If there is an error invoking the endpoint, `kas` still proceeds with returning the configuration to the agent to avoid
impacting the user if there is an internal communication issue.

`kas` might send the same configuration more than once because it sends it on each new commit, even if there are no
changes. This is consistent with `kas` sending configuration and GitOps manifests on each commit.
We may optimize all three later or handle this on the Rails side to avoid doing duplicate work and
causing unnecessary DB load. One option is to cache `agent id` -> `configuration hash` in Redis and
compare the new/cached hashes before making any queries to the DB. This is not in scope of this document.

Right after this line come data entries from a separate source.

//! Free-text symptom extraction against a fixed keyword vocabulary.
//!
//! Tokens are lowercased, reduced to a lemma, and looked up in the
//! keyword table; hits become canonical symptom tags in first-occurrence
//! order. A typed symptom is only consulted when the text yields nothing.

use std::collections::HashMap;

use once_cell::sync::Lazy;
use regex::Regex;

static WORD_PATTERN: Lazy<Regex> = Lazy::new(|| Regex::new(r"[a-z]+").unwrap());

/// Fixed lemma → canonical tag table, compiled into the process.
fn default_keywords() -> HashMap<&'static str, &'static str> {
    let mut map = HashMap::new();
    map.insert("fever", "fever");
    map.insert("feverish", "fever");
    map.insert("temperature", "fever");
    map.insert("chill", "fever");
    map.insert("cough", "cough");
    map.insert("headache", "headache");
    map.insert("migraine", "headache");
    map.insert("fatigue", "fatigue");
    map.insert("tired", "fatigue");
    map.insert("exhausted", "fatigue");
    map.insert("weak", "fatigue");
    map.insert("weakness", "fatigue");
    map.insert("nausea", "nausea");
    map.insert("nauseous", "nausea");
    map.insert("vomit", "nausea");
    map.insert("queasy", "nausea");
    map.insert("rash", "rash");
    map.insert("itch", "rash");
    map.insert("itchy", "rash");
    map.insert("hive", "rash");
    map.insert("throat", "sore throat");
    map.insert("swallow", "sore throat");
    map
}

/// Candidate lemmas for a token: the token itself, then simple
/// suffix-stripped forms ("fevers", "coughing", "itched").
fn lemma_candidates(token: &str) -> Vec<String> {
    let mut candidates = vec![token.to_string()];
    for suffix in ["s", "es", "ing", "ed"] {
        if let Some(stem) = token.strip_suffix(suffix) {
            if stem.len() >= 3 {
                candidates.push(stem.to_string());
            }
        }
    }
    candidates
}

pub struct SymptomNormalizer {
    keywords: HashMap<&'static str, &'static str>,
}

impl SymptomNormalizer {
    pub fn new() -> Self {
        Self {
            keywords: default_keywords(),
        }
    }

    /// Map free text to canonical tags, deduped, first occurrence first.
    pub fn extract_tags(&self, text: &str) -> Vec<String> {
        let lower = text.to_lowercase();
        let mut tags: Vec<String> = Vec::new();
        for token in WORD_PATTERN.find_iter(&lower) {
            if let Some(tag) = self.lookup(token.as_str()) {
                if !tags.iter().any(|t| t == tag) {
                    tags.push(tag.to_string());
                }
            }
        }
        tags
    }

    fn lookup(&self, token: &str) -> Option<&'static str> {
        lemma_candidates(token)
            .iter()
            .find_map(|candidate| self.keywords.get(candidate.as_str()).copied())
    }

    /// Resolve the symptoms for one request: tags from the description
    /// when it has any, else the normalized typed symptom, else nothing.
    ///
    /// The fallback is not validated against the model vocabulary here.
    pub fn resolve(&self, description: Option<&str>, typed: Option<&str>) -> Vec<String> {
        if let Some(text) = description {
            let tags = self.extract_tags(text);
            if !tags.is_empty() {
                return tags;
            }
        }
        match typed.map(|s| s.trim().to_lowercase()) {
            Some(symptom) if !symptom.is_empty() => vec![symptom],
            _ => Vec::new(),
        }
    }
}

impl Default for SymptomNormalizer {
    fn default() -> Self {
        Self::new()
    }
}

#[cfg(test)]
mod tests {
    use super::*;

    #[test]
    fn repeated_keyword_yields_single_tag() {
        let normalizer = SymptomNormalizer::new();
        let tags = normalizer.extract_tags("fever and fever again");
        assert_eq!(tags, vec!["fever"]);
    }

    #[test]
    fn tags_keep_first_occurrence_order() {
        let normalizer = SymptomNormalizer::new();
        let tags = normalizer.extract_tags("Coughing all night, then a slight fever");
        assert_eq!(tags, vec!["cough", "fever"]);
    }

    #[test]
    fn suffixed_forms_reduce_to_lemma() {
        let normalizer = SymptomNormalizer::new();
        assert_eq!(normalizer.extract_tags("rashes on both arms"), vec!["rash"]);
        assert_eq!(normalizer.extract_tags("vomiting since morning"), vec!["nausea"]);
        assert_eq!(normalizer.extract_tags("bad headaches"), vec!["headache"]);
    }

    #[test]
    fn synonyms_map_to_canonical_tags() {
        let normalizer = SymptomNormalizer::new();
        assert_eq!(normalizer.extract_tags("migraine again"), vec!["headache"]);
        assert_eq!(
            normalizer.extract_tags("so tired and weak"),
            vec!["fatigue"]
        );
        assert_eq!(
            normalizer.extract_tags("hard to swallow"),
            vec!["sore throat"]
        );
    }

    #[test]
    fn unrelated_text_yields_nothing() {
        let normalizer = SymptomNormalizer::new();
        assert!(normalizer.extract_tags("feeling a bit odd today").is_empty());
    }

    #[test]
    fn extraction_is_idempotent() {
        let normalizer = SymptomNormalizer::new();
        let text = "fever, vomiting, fever, headaches";
        let first = normalizer.extract_tags(text);
        let second = normalizer.extract_tags(text);
        assert_eq!(first, second);
        assert_eq!(first, vec!["fever", "nausea", "headache"]);
    }

    #[test]
    fn description_tags_win_over_typed_symptom() {
        let normalizer = SymptomNormalizer::new();
        let resolved = normalizer.resolve(Some("coughing fits"), Some("fever"));
        assert_eq!(resolved, vec!["cough"]);
    }

    #[test]
    fn typed_symptom_used_when_description_has_no_keywords() {
        let normalizer = SymptomNormalizer::new();
        let resolved = normalizer.resolve(Some("feeling strange"), Some("cough"));
        assert_eq!(resolved, vec!["cough"]);
    }

    #[test]
    fn typed_symptom_is_trimmed_and_lowercased() {
        let normalizer = SymptomNormalizer::new();
        let resolved = normalizer.resolve(None, Some("  Fever "));
        assert_eq!(resolved, vec!["fever"]);
    }

    #[test]
    fn typed_symptom_passes_through_unvalidated() {
        let normalizer = SymptomNormalizer::new();
        // Downstream rejects unknown tags; resolution does not
        let resolved = normalizer.resolve(None, Some("hiccups"));
        assert_eq!(resolved, vec!["hiccups"]);
    }

    #[test]
    fn empty_description_and_typed_yield_nothing() {
        let normalizer = SymptomNormalizer::new();
        assert!(normalizer.resolve(None, None).is_empty());
        assert!(normalizer.resolve(Some(""), Some("   ")).is_empty());
    }
}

Sending "duplicate" configuration has certain benefits:

- Simpler to implement.
- If for any reason DB is not in sync (e.g. network errors), it will be updated eventually (on next commit).

Request:

```text
POST /api/v4/internal/kubernetes/agent_configuration
Content-Type: application/json
Gitlab-Kas-Api-Request: JWT token

{
  "agent_id": 5,
  "agent_config": {} // ConfigurationFile in pkg/agentcfg/agentcfg.proto
}
```

Response on success:

```text
HTTP/1.1 204 No content
```

Errors:

- If JWT token is invalid or missing, a corresponding HTTP status code is returned (401/403).
- If agent id does not exist, HTTP status code 400 is returned.

### Request proxying flow

1. `gitlab-kas` gets a request from the CI job with `CI_JOB_TOKEN` and agent id in it.

   - If `CI_JOB_TOKEN` is missing, the request is rejected with HTTP code 401.

   - if agent id is missing or invalid, the request is rejected with HTTP code 400.

1. `gitlab-kas` makes a request to [`/api/v4/job/allowed_agents`](#apiv4joballowed_agents-api) endpoint to get the information about the
   `CI_JOB_TOKEN` it received.

   - It handles the HTTP status codes, returning 401/403 on 401/403 i.e. when `CI_JOB_TOKEN` is invalid.

1. `gitlab-kas` checks if the agent id it got in the request from the CI job is in the list it got from `/api/v4/job/allowed_agents`.
   If it is not, the request is rejected with HTTP code 403.

1. (optional) `gitlab-kas` adds impersonation headers to the request based on the agent's configuration.

1. `gitlab-kas` proxies the request to the destination agent, identified by the agent id from the request.
   See [`gitlab-kas` request routing](kas_request_routing.md) for information on how the request routing works.